WHAT THE TASK ASKS
Each of the entries beneath this task should be written out exactly.

Records from a dataset
####################

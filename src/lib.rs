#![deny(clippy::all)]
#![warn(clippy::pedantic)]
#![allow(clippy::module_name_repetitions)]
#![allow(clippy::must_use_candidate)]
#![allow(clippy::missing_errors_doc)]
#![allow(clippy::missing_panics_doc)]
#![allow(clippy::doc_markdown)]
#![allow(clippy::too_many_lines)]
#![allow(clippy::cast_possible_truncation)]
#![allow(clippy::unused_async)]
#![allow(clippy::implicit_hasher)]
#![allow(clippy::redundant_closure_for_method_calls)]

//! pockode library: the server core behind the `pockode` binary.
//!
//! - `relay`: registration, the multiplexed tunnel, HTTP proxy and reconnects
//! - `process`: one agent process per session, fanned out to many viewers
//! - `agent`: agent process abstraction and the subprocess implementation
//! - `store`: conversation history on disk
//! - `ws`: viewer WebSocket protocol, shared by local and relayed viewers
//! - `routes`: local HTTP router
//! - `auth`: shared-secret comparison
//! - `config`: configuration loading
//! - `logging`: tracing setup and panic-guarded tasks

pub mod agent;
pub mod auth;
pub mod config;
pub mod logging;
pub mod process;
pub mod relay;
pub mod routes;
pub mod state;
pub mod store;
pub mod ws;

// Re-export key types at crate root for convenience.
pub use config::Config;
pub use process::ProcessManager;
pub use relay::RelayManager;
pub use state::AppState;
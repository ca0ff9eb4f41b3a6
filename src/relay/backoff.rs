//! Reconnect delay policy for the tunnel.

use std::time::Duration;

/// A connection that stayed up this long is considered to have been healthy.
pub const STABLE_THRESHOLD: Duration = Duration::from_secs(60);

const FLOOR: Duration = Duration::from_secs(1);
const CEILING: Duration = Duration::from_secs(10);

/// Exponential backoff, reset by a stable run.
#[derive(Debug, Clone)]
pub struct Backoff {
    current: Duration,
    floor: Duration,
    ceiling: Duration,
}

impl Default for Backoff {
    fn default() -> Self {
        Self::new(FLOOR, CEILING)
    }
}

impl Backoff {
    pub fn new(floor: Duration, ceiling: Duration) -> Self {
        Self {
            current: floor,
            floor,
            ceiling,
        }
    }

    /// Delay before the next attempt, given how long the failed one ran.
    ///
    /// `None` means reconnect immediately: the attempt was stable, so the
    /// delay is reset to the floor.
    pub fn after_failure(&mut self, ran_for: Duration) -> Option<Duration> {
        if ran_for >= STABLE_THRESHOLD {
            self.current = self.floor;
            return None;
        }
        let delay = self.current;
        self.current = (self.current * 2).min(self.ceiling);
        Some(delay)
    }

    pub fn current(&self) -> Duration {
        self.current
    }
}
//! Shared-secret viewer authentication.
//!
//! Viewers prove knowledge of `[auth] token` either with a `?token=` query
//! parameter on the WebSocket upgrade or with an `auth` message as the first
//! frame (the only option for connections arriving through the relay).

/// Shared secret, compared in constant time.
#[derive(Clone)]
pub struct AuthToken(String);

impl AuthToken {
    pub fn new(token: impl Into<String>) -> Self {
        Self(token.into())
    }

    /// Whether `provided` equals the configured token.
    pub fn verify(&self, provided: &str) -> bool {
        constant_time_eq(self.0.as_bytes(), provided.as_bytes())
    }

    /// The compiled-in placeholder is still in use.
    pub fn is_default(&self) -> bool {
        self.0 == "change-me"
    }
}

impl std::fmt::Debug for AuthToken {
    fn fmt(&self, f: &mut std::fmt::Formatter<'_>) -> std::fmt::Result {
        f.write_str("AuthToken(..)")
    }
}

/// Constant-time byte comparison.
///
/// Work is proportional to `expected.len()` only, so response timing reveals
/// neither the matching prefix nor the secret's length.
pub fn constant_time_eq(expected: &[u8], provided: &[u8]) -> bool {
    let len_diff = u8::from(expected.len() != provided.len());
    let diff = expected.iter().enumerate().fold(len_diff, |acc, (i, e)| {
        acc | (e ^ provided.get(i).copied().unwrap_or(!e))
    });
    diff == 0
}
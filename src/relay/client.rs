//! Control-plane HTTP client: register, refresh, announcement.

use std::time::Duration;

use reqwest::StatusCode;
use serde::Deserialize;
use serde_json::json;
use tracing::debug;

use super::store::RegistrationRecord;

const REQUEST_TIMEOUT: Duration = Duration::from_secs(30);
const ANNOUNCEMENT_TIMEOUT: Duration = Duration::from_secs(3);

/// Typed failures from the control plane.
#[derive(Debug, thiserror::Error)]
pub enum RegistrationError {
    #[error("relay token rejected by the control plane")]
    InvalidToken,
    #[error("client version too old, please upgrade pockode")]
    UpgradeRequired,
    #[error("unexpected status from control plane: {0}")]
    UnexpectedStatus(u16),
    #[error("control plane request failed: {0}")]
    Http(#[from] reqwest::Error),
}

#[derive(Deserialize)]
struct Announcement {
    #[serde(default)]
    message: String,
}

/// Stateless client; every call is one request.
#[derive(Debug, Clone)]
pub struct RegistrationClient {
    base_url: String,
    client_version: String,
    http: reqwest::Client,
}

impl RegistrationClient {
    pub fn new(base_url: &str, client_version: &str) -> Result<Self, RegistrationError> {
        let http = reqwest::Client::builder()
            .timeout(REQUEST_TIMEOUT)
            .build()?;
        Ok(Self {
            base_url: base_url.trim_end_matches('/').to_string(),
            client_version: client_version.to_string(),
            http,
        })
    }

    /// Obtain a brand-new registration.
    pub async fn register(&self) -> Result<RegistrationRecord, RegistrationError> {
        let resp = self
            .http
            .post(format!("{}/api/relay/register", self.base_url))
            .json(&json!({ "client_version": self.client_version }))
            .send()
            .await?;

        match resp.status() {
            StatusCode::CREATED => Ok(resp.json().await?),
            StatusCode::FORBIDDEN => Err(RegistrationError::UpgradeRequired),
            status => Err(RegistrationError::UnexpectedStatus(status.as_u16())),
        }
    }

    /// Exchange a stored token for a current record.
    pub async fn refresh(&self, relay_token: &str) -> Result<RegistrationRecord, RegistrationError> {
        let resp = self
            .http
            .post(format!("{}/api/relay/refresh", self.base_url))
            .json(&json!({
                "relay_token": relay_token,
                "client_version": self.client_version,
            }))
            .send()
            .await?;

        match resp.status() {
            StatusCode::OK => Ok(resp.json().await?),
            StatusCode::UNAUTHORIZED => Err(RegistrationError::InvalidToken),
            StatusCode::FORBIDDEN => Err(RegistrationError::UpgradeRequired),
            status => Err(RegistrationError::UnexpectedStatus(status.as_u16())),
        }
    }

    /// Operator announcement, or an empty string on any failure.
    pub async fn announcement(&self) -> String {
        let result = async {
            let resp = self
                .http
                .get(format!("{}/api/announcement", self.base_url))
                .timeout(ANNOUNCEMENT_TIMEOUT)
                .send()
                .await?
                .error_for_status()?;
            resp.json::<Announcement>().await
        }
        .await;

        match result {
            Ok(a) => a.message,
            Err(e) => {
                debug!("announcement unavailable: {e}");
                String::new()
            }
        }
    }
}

####################

EXERCISE RESULT
filename src/lib.rs
#![deny(clippy::all)]
#![warn(clippy::pedantic)]
#![allow(clippy::module_name_repetitions)]
#![allow(clippy::must_use_candidate)]
#![allow(clippy::missing_errors_doc)]
#![allow(clippy::missing_panics_doc)]
#![allow(clippy::doc_markdown)]
#![allow(clippy::too_many_lines)]
#![allow(clippy::cast_possible_truncation)]
#![allow(clippy::unused_async)]
#![allow(clippy::implicit_hasher)]
#![allow(clippy::redundant_closure_for_method_calls)]

//! pockode library: the server core behind the `pockode` binary.
//!
//! - `relay`: registration, the multiplexed tunnel, HTTP proxy and reconnects
//! - `process`: one agent process per session, fanned out to many viewers
//! - `agent`: agent process abstraction and the subprocess implementation
//! - `store`: conversation history on disk
//! - `ws`: viewer WebSocket protocol, shared by local and relayed viewers
//! - `routes`: local HTTP router
//! - `auth`: shared-secret comparison
//! - `config`: configuration loading
//! - `logging`: tracing setup and panic-guarded tasks

pub mod agent;
pub mod auth;
pub mod config;
pub mod logging;
pub mod process;
pub mod relay;
pub mod routes;
pub mod state;
pub mod store;
pub mod ws;

// Re-export key types at crate root for convenience.
pub use config::Config;
pub use process::ProcessManager;
pub use relay::RelayManager;
pub use state::AppState;
repository ca0ff9eb4f41b3a6
filename src/relay/backoff.rs
//! Reconnect delay policy for the tunnel.

use std::time::Duration;

/// A connection that stayed up this long is considered to have been healthy.
pub const STABLE_THRESHOLD: Duration = Duration::from_secs(60);

const FLOOR: Duration = Duration::from_secs(1);
const CEILING: Duration = Duration::from_secs(10);

/// Exponential backoff, reset by a stable run.
#[derive(Debug, Clone)]
pub struct Backoff {
    current: Duration,
    floor: Duration,
    ceiling: Duration,
}

impl Default for Backoff {
    fn default() -> Self {
        Self::new(FLOOR, CEILING)
    }
}

impl Backoff {
    pub fn new(floor: Duration, ceiling: Duration) -> Self {
        Self {
            current: floor,
            floor,
            ceiling,
        }
    }

    /// Delay before the next attempt, given how long the failed one ran.
    ///
    /// `None` means reconnect immediately: the attempt was stable, so the
    /// delay is reset to the floor.
    pub fn after_failure(&mut self, ran_for: Duration) -> Option<Duration> {
        if ran_for >= STABLE_THRESHOLD {
            self.current = self.floor;
            return None;
        }
        let delay = self.current;
        self.current = (self.current * 2).min(self.ceiling);
        Some(delay)
    }

    pub fn current(&self) -> Duration {
        self.current
    }
}
//! Shared-secret viewer authentication.
//!
//! Viewers prove knowledge of `[auth] token` either with a `?token=` query
//! parameter on the WebSocket upgrade or with an `auth` message as the first
//! frame (the only option for connections arriving through the relay).

/// Shared secret, compared in constant time.
#[derive(Clone)]
pub struct AuthToken(String);

impl AuthToken {
    pub fn new(token: impl Into<String>) -> Self {
        Self(token.into())
    }

    /// Whether `provided` equals the configured token.
    pub fn verify(&self, provided: &str) -> bool {
        constant_time_eq(self.0.as_bytes(), provided.as_bytes())
    }

    /// The compiled-in placeholder is still in use.
    pub fn is_default(&self) -> bool {
        self.0 == "change-me"
    }
}

impl std::fmt::Debug for AuthToken {
    fn fmt(&self, f: &mut std::fmt::Formatter<'_>) -> std::fmt::Result {
        f.write_str("AuthToken(..)")
    }
}

/// Constant-time byte comparison.
///
/// Work is proportional to `expected.len()` only, so response timing reveals
/// neither the matching prefix nor the secret's length.
pub fn constant_time_eq(expected: &[u8], provided: &[u8]) -> bool {
    let len_diff = u8::from(expected.len() != provided.len());
    let diff = expected.iter().enumerate().fold(len_diff, |acc, (i, e)| {
        acc | (e ^ provided.get(i).copied().unwrap_or(!e))
    });
    diff == 0
}
filename src/relay/client.rs
//! Control-plane HTTP client: register, refresh, announcement.

use std::time::Duration;

use reqwest::StatusCode;
use serde::Deserialize;
use serde_json::json;
use tracing::debug;

use super::store::RegistrationRecord;

const REQUEST_TIMEOUT: Duration = Duration::from_secs(30);
const ANNOUNCEMENT_TIMEOUT: Duration = Duration::from_secs(3);

/// Typed failures from the control plane.
#[derive(Debug, thiserror::Error)]
pub enum RegistrationError {
    #[error("relay token rejected by the control plane")]
    InvalidToken,
    #[error("client version too old, please upgrade pockode")]
    UpgradeRequired,
    #[error("unexpected status from control plane: {0}")]
    UnexpectedStatus(u16),
    #[error("control plane request failed: {0}")]
    Http(#[from] reqwest::Error),
}

#[derive(Deserialize)]
struct Announcement {
    #[serde(default)]
    message: String,
}

/// Stateless client; every call is one request.
#[derive(Debug, Clone)]
pub struct RegistrationClient {
    base_url: String,
    client_version: String,
    http: reqwest::Client,
}

impl RegistrationClient {
    pub fn new(base_url: &str, client_version: &str) -> Result<Self, RegistrationError> {
        let http = reqwest::Client::builder()
            .timeout(REQUEST_TIMEOUT)
            .build()?;
        Ok(Self {
            base_url: base_url.trim_end_matches('/').to_string(),
            client_version: client_version.to_string(),
            http,
        })
    }

    /// Obtain a brand-new registration.
    pub async fn register(&self) -> Result<RegistrationRecord, RegistrationError> {
        let resp = self
            .http
            .post(format!("{}/api/relay/register", self.base_url))
            .json(&json!({ "client_version": self.client_version }))
            .send()
            .await?;

        match resp.status() {
            StatusCode::CREATED => Ok(resp.json().await?),
            StatusCode::FORBIDDEN => Err(RegistrationError::UpgradeRequired),
            status => Err(RegistrationError::UnexpectedStatus(status.as_u16())),
        }
    }

    /// Exchange a stored token for a current record.
    pub async fn refresh(&self, relay_token: &str) -> Result<RegistrationRecord, RegistrationError> {
        let resp = self
            .http
            .post(format!("{}/api/relay/refresh", self.base_url))
            .json(&json!({
                "relay_token": relay_token,
                "client_version": self.client_version,
            }))
            .send()
            .await?;

        match resp.status() {
            StatusCode::OK => Ok(resp.json().await?),
            StatusCode::UNAUTHORIZED => Err(RegistrationError::InvalidToken),
            StatusCode::FORBIDDEN => Err(RegistrationError::UpgradeRequired),
            status => Err(RegistrationError::UnexpectedStatus(status.as_u16())),
        }
    }

    /// Operator announcement, or an empty string on any failure.
    pub async fn announcement(&self) -> String {
        let result = async {
            let resp = self
                .http
                .get(format!("{}/api/announcement", self.base_url))
                .timeout(ANNOUNCEMENT_TIMEOUT)
                .send()
                .await?
                .error_for_status()?;
            resp.json::<Announcement>().await
        }
        .await;

        match result {
            Ok(a) => a.message,
            Err(e) => {
                debug!("announcement unavailable: {e}");
                String::new()
            }
        }
    }
}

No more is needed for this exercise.